You have brought out the best in me — parts of my personality that I didn’t even know existed. You have changed me. I am more confident, I am more beautiful, I am more talkative. I am more friendly, I am more creative, I am more sure of myself. I am more adventurous, I am more kind, I am more me. I am more of everything good about myself. But I am also less. I am less of a pushover, I am less depressed, I am less scared. I am less nervous, I am less ugly, I am less insecure, I am less unsure. I am less of everything bad about me.

My heart skips a million beats when I think of you. Sometimes I feel like it might just stop all together. It is like you put an invisible cord around my heart that is too tight. It is like my heart has no space to move when I think of you because you make it move that fast, make it grow that big. When we are together, I want nothing more than to touch you (and I don’t mean sexually). I just want to hold your hand, to hold you. The ghost of a smile is always on my lips when I just think of you. Whenever I think of you, I think of all the good things you have said to me, all the ways you have made me laugh and all the ways you have lifted me up and my mouth betrays me, making me seemingly smile out of nowhere. It always feels like smiling even when I don’t let it.

You make me feel like a kid. I am randomly smiling because I remember something you did. Like right now, I remember when I got this photography journal that tells you what to take pictures of. “Take a picture of the last person to make you laugh.” So I took a picture of you. (Actually I told you about it and you immediately began to prep for a photo before I even told you I wanted to take your photo.) And that one time you told me that you used to make a list of jokes, or stuff you thought would make me laugh, so that you can try and make me laugh in class the next day.
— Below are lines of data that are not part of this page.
//! Notifier trait definition and shared error types.

/// Errors that can occur during notification delivery.
#[derive(Debug, thiserror::Error)]
pub enum NotifyError {
    #[error("HTTP request failed: {0}")]
    Http(#[from] reqwest::Error),

    #[error("Template rendering failed: {0}")]
    Template(String),

    #[error("Configuration error: {0}")]
    Config(String),

    #[error("Delivery rejected: {0}")]
    Rejected(String),
}

/// A rendered notification ready for delivery.
#[derive(Debug, Clone, PartialEq, serde::Serialize)]
pub struct Notification {
    /// Service id the notification was addressed to.
    pub service: String,
    pub title: String,
    pub message: String,
}

/// Trait for notification channel implementations.
#[async_trait::async_trait]
pub trait Notifier: Send + Sync {
    /// Deliver a notification through this channel.
    async fn send(&self, notification: &Notification) -> Result<(), NotifyError>;

    /// Human-readable name for this channel (e.g., "webhook", "log").
    fn channel_name(&self) -> &str;
}

/// Result of dispatching one notification.
#[derive(Debug)]
pub struct DispatchResult {
    pub service: String,
    pub channel: String,
    pub success: bool,
    pub error: Option<String>,
    pub duration_ms: u64,
}
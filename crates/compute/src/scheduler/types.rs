use std::fmt;
use std::time::Duration;

use chrono::{Duration as ChronoDuration, NaiveDateTime, Timelike};
use serde::{Deserialize, Serialize};

/// How often a field group is refreshed.
#[derive(Debug, Clone, Copy, PartialEq, Eq, Hash, PartialOrd, Ord, Serialize, Deserialize)]
#[serde(rename_all = "snake_case")]
pub enum Cadence {
    /// :00, :15, :30 and :45.
    QuarterHour,
    /// On the odd hours that open each two-hour period (23:00, 01:00, ...).
    BiHour,
    /// Top of every hour.
    Hourly,
    /// 00:00. Refreshes every field, not only its own group.
    Midnight,
}

impl Cadence {
    pub const ALL: [Cadence; 4] = [
        Cadence::QuarterHour,
        Cadence::BiHour,
        Cadence::Hourly,
        Cadence::Midnight,
    ];

    pub fn as_str(&self) -> &'static str {
        match self {
            Cadence::QuarterHour => "quarter_hour",
            Cadence::BiHour => "bi_hour",
            Cadence::Hourly => "hourly",
            Cadence::Midnight => "midnight",
        }
    }

    /// Whether a tick of `self` refreshes a field registered under `field`.
    pub fn covers(&self, field: Cadence) -> bool {
        *self == Cadence::Midnight || *self == field
    }
}

/// The first fire instant of `cadence` strictly after `now`.
pub fn next_fire(cadence: Cadence, now: NaiveDateTime) -> NaiveDateTime {
    let hour_start = now
        .date()
        .and_hms_opt(now.hour(), 0, 0)
        .unwrap_or(now);
    match cadence {
        Cadence::QuarterHour => {
            let quarter = i64::from(now.minute() / 15 + 1);
            hour_start + ChronoDuration::minutes(quarter * 15)
        }
        Cadence::BiHour => {
            // Odd hours open a two-hour period.
            let step = if now.hour() % 2 == 1 { 2 } else { 1 };
            hour_start + ChronoDuration::hours(step)
        }
        Cadence::Hourly => hour_start + ChronoDuration::hours(1),
        Cadence::Midnight => (now.date() + ChronoDuration::days(1)).and_time(chrono::NaiveTime::MIN),
    }
}

impl fmt::Display for Cadence {
    fn fmt(&self, f: &mut fmt::Formatter<'_>) -> fmt::Result {
        f.write_str(self.as_str())
    }
}

/// What caused a group run.
#[derive(Debug, Clone, Copy, PartialEq, Eq, Serialize)]
#[serde(rename_all = "snake_case")]
pub enum Trigger {
    /// A cadence tick. Fails fast when busy.
    Tick(Cadence),
    /// Startup or a date-control command. Waits for busy fields.
    Forced,
}

impl Trigger {
    pub fn label(&self) -> &'static str {
        match self {
            Trigger::Tick(c) => c.as_str(),
            Trigger::Forced => "forced",
        }
    }

    pub fn covers(&self, field: Cadence) -> bool {
        match self {
            Trigger::Tick(c) => c.covers(field),
            Trigger::Forced => true,
        }
    }
}

/// Result of one group run.
#[derive(Debug, Clone, Default, Serialize)]
pub struct GroupReport {
    pub trigger: String,
    /// Fields recomputed successfully.
    pub ran: usize,
    /// Fields whose recompute failed; they are now unavailable.
    pub failed: usize,
    /// Fields skipped because a recompute was already in flight.
    pub in_flight: usize,
    /// Results discarded because a newer one was already stored.
    pub superseded: usize,
    pub duration: Duration,
}

/// Outcome of asking for a group run.
#[derive(Debug, Clone, Serialize)]
#[serde(rename_all = "snake_case", tag = "outcome")]
pub enum RunOutcome {
    Completed(GroupReport),
    /// The pending-run budget was exhausted; retried on the next tick.
    Skipped,
}

/// Scheduler configuration, parsed from the `[scheduler]` TOML table.
#[derive(Debug, Clone, Serialize, Deserialize)]
pub struct SchedulerConfig {
    /// Concurrent group runs allowed before ticks are skipped.
    #[serde(default = "default_pending_budget")]
    pub pending_budget: usize,
    /// Fields recomputed in parallel within one group run.
    #[serde(default = "default_max_parallel")]
    pub max_parallel_fields: usize,
    /// How long shutdown waits for in-flight runs.
    #[serde(default = "default_shutdown_timeout")]
    pub shutdown_timeout_seconds: u64,
    /// Lifetime of a simulated date.
    #[serde(default = "default_override_window")]
    pub override_window_seconds: u64,
    /// Refresh every field once when the scheduler starts.
    #[serde(default = "default_startup_refresh")]
    pub startup_refresh: bool,
}

fn default_pending_budget() -> usize { 3 }
fn default_max_parallel() -> usize { 8 }
fn default_shutdown_timeout() -> u64 { 10 }
fn default_override_window() -> u64 { 60 }
fn default_startup_refresh() -> bool { true }

impl Default for SchedulerConfig {
    fn default() -> Self {
        Self {
            pending_budget: default_pending_budget(),
            max_parallel_fields: default_max_parallel(),
            shutdown_timeout_seconds: default_shutdown_timeout(),
            override_window_seconds: default_override_window(),
            startup_refresh: default_startup_refresh(),
        }
    }
}

impl SchedulerConfig {
    pub fn shutdown_timeout(&self) -> Duration {
        Duration::from_secs(self.shutdown_timeout_seconds)
    }

    pub fn override_window(&self) -> chrono::Duration {
        chrono::Duration::seconds(i64::try_from(self.override_window_seconds).unwrap_or(60))
    }

    /// Budget and parallelism, each at least one.
    pub fn resolved_limits(&self) -> (usize, usize) {
        (self.pending_budget.max(1), self.max_parallel_fields.max(1))
    }
}

#[cfg(test)]
mod tests {
    use super::*;

    #[test]
    fn scheduler_config_defaults() {
        let config = SchedulerConfig::default();
        assert_eq!(config.pending_budget, 3);
        assert_eq!(config.max_parallel_fields, 8);
        assert_eq!(config.shutdown_timeout(), Duration::from_secs(10));
        assert_eq!(config.override_window(), chrono::Duration::seconds(60));
        assert!(config.startup_refresh);
    }

    #[test]
    fn partial_toml_keeps_defaults() {
        let config: SchedulerConfig = toml::from_str("pending_budget = 1").unwrap();
        assert_eq!(config.pending_budget, 1);
        assert_eq!(config.max_parallel_fields, 8);
    }

    #[test]
    fn zero_limits_are_clamped() {
        let config = SchedulerConfig {
            pending_budget: 0,
            max_parallel_fields: 0,
            ..SchedulerConfig::default()
        };
        assert_eq!(config.resolved_limits(), (1, 1));
    }

    fn at(h: u32, m: u32, s: u32) -> NaiveDateTime {
        chrono::NaiveDate::from_ymd_opt(2025, 6, 30)
            .unwrap()
            .and_hms_opt(h, m, s)
            .unwrap()
    }

    #[test]
    fn quarter_hour_fires_on_the_next_quarter() {
        assert_eq!(next_fire(Cadence::QuarterHour, at(10, 0, 0)), at(10, 15, 0));
        assert_eq!(next_fire(Cadence::QuarterHour, at(10, 14, 59)), at(10, 15, 0));
        assert_eq!(next_fire(Cadence::QuarterHour, at(10, 47, 0)), at(11, 0, 0));
    }

    #[test]
    fn bi_hour_fires_on_odd_hours() {
        assert_eq!(next_fire(Cadence::BiHour, at(10, 20, 0)), at(11, 0, 0));
        assert_eq!(next_fire(Cadence::BiHour, at(11, 0, 0)), at(13, 0, 0));
        assert_eq!(next_fire(Cadence::BiHour, at(21, 59, 0)), at(23, 0, 0));
        let after_eleven = next_fire(Cadence::BiHour, at(23, 30, 0));
        assert_eq!(after_eleven.hour(), 1);
        assert_eq!(after_eleven.date(), at(0, 0, 0).date().succ_opt().unwrap());
    }

    #[test]
    fn hourly_and_midnight() {
        assert_eq!(next_fire(Cadence::Hourly, at(10, 0, 0)), at(11, 0, 0));
        let midnight = next_fire(Cadence::Midnight, at(0, 0, 0));
        assert_eq!(midnight.time(), chrono::NaiveTime::MIN);
        assert_eq!(midnight - at(0, 0, 0), ChronoDuration::days(1));
    }

    #[test]
    fn midnight_covers_every_group() {
        for c in Cadence::ALL {
            assert!(Cadence::Midnight.covers(c));
            assert!(Trigger::Forced.covers(c));
        }
        assert!(Cadence::Hourly.covers(Cadence::Hourly));
        assert!(!Cadence::Hourly.covers(Cadence::QuarterHour));
        assert!(!Cadence::QuarterHour.covers(Cadence::Midnight));
    }
}
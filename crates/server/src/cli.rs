//! CLI argument parsing.

use std::path::PathBuf;

use clap::{Parser, Subcommand};

/// Chinese almanac engine: derived calendar fields on a refresh schedule.
#[derive(Parser, Debug)]
#[command(name = "almanac-server", version, about)]
pub struct Cli {
    /// Path to the TOML settings file. Overrides `ALMANAC_SETTINGS`.
    #[arg(long, global = true)]
    pub settings: Option<PathBuf>,

    #[command(subcommand)]
    pub command: Option<Command>,
}

#[derive(Subcommand, Debug)]
pub enum Command {
    /// Start the refresh scheduler and HTTP server (default).
    Serve {
        /// Bind address. Overrides `ALMANAC_HOST`.
        #[arg(long)]
        host: Option<String>,
        /// Listen port. Overrides `ALMANAC_PORT`.
        #[arg(long)]
        port: Option<u16>,
    },
    /// Refresh every field once, print the export as JSON and exit.
    Export {
        /// Only this scope. Without it, the first value per field name.
        #[arg(long)]
        scope: Option<String>,
    },
}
I always think about how your voice changes when you talk to me, like I am the only person in the room, and like my happiness is your biggest concern. Your voice gets lower, quieter, and you’d ask, “Are you okay?” Or, my favorite, “Are you hungry?” As if me being hungry is the most important thing in the world right at that moment. Or, my second favorite, “Want to go/get out of here?” I always think about how I notice the change in your voice when you switch from talking to someone and then talking to me. It makes my heart happy because I feel so important. As if I am the number one priority, even when I shouldn’t be. It’s almost like a whisper, like you don’t want anyone else to hear what you have to say, because it’s only for me. As if your attention was only for me. As if I am the only one who matters to you in that moment.
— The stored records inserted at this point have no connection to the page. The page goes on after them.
//! Gregorian to Chinese lunisolar date conversion.
//!
//! Months start on the local day of a new moon. The month holding the
//! winter solstice is month 11. A lunar year spanning 13 months between
//! two such months gets a leap month: the first one without a major term.

use chrono::{Datelike, NaiveDate};

use super::astro::{jdn, new_moon_day, sun_sector, LUNATION_EPOCH, SYNODIC_MONTH};

#[derive(Debug, Clone, Copy, PartialEq, Eq)]
pub struct LunarDate {
    pub year: i32,
    pub month: u32,
    pub day: u32,
    pub leap: bool,
}

/// Day number of the start of month 11 of the lunar year ending near `year`.
fn month_eleven_start(year: i32, tz: f64) -> Option<i64> {
    let off = jdn(NaiveDate::from_ymd_opt(year, 12, 31)?) - 2415021;
    let k = (off as f64 / SYNODIC_MONTH).floor() as i64;
    let nm = new_moon_day(k, tz);
    // Sun already past 270° at the new moon: the solstice month began earlier.
    if sun_sector(nm, tz) >= 9 {
        Some(new_moon_day(k - 1, tz))
    } else {
        Some(nm)
    }
}

/// Months after month 11 at which the leap month falls.
fn leap_month_offset(month_eleven: i64, tz: f64) -> i64 {
    let k = ((month_eleven as f64 - LUNATION_EPOCH) / SYNODIC_MONTH + 0.5).floor() as i64;
    let mut i = 1;
    let mut arc = sun_sector(new_moon_day(k + i, tz), tz);
    loop {
        let last = arc;
        i += 1;
        arc = sun_sector(new_moon_day(k + i, tz), tz);
        if arc == last || i >= 14 {
            break;
        }
    }
    i - 1
}

/// Convert a civil date at offset `tz` into its lunar date.
pub fn solar_to_lunar(date: NaiveDate, tz: f64) -> Option<LunarDate> {
    let day_number = jdn(date);
    let k = ((day_number as f64 - LUNATION_EPOCH) / SYNODIC_MONTH).floor() as i64;
    let mut month_start = new_moon_day(k + 1, tz);
    if month_start > day_number {
        month_start = new_moon_day(k, tz);
    }

    let year = date.year();
    let mut a11 = month_eleven_start(year, tz)?;
    let mut b11 = a11;
    let mut lunar_year;
    if a11 >= month_start {
        lunar_year = year;
        a11 = month_eleven_start(year - 1, tz)?;
    } else {
        lunar_year = year + 1;
        b11 = month_eleven_start(year + 1, tz)?;
    }

    let lunar_day = day_number - month_start + 1;
    let diff = (month_start - a11) / 29;
    let mut leap = false;
    let mut lunar_month = diff + 11;
    if b11 - a11 > 365 {
        let leap_diff = leap_month_offset(a11, tz);
        if diff >= leap_diff {
            lunar_month = diff + 10;
            leap = diff == leap_diff;
        }
    }
    if lunar_month > 12 {
        lunar_month -= 12;
    }
    if lunar_month >= 11 && diff < 4 {
        lunar_year -= 1;
    }

    Some(LunarDate {
        year: lunar_year,
        month: u32::try_from(lunar_month).ok()?,
        day: u32::try_from(lunar_day).ok()?,
        leap,
    })
}

#[cfg(test)]
mod tests {
    use super::*;

    fn lunar(y: i32, m: u32, d: u32) -> LunarDate {
        solar_to_lunar(NaiveDate::from_ymd_opt(y, m, d).unwrap(), 8.0).unwrap()
    }

    #[test]
    fn spring_festivals() {
        for (y, m, d) in [(2024, 2, 10), (2025, 1, 29), (2026, 2, 17)] {
            let l = lunar(y, m, d);
            assert_eq!((l.month, l.day, l.leap), (1, 1, false), "{y}-{m}-{d}");
            assert_eq!(l.year, y);
        }
    }

    #[test]
    fn eve_belongs_to_previous_lunar_year() {
        let l = lunar(2025, 1, 28);
        assert_eq!(l.year, 2024);
        assert_eq!(l.month, 12);
        assert!(l.day == 29 || l.day == 30);
    }

    #[test]
    fn leap_months() {
        let l = lunar(2023, 3, 22);
        assert_eq!((l.month, l.day, l.leap), (2, 1, true));
        let l = lunar(2025, 7, 25);
        assert_eq!((l.month, l.day, l.leap), (6, 1, true));
        // Day before the leap sixth month is the regular sixth month.
        let l = lunar(2025, 7, 24);
        assert_eq!((l.month, l.leap), (6, false));
    }

    #[test]
    fn mid_autumn() {
        let l = lunar(2024, 9, 17);
        assert_eq!((l.month, l.day, l.leap), (8, 15, false));
    }
}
Your voice is one of my favorite things. I love hearing it, no matter what we’re talking about. You could be talking about something I don’t understand (which is most of the time), and I’d still be content. Especially when you’re sleepy. Your tired voice makes my heart sing, the same way your laugh does. And you hate your laugh, so you keep it to yourself and that drives me crazy. But at the same time, making you laugh feels like an accomplishment (especially because it seems everyone/everything makes you laugh except for me). And I mean your real laugh, where sound comes out, and you do more than breathe heavy and smile.

I’ll never understand how you did this to me. I remember you turning around and looking at me as I walked away, after asking where you worked because I could’ve sworn we’d met before. I remember the look on your face as we walked in opposite directions. It said, “Wow, she’s amazing.” I didn’t understand what the look said until later though. I wonder how life would be different if I had recognized it immediately? Looking back, it’s almost as if your facial expression was the definition of ‘love at first sight.’ And every day since you have worked to show me how much I mean to you, and I couldn’t ever be more grateful.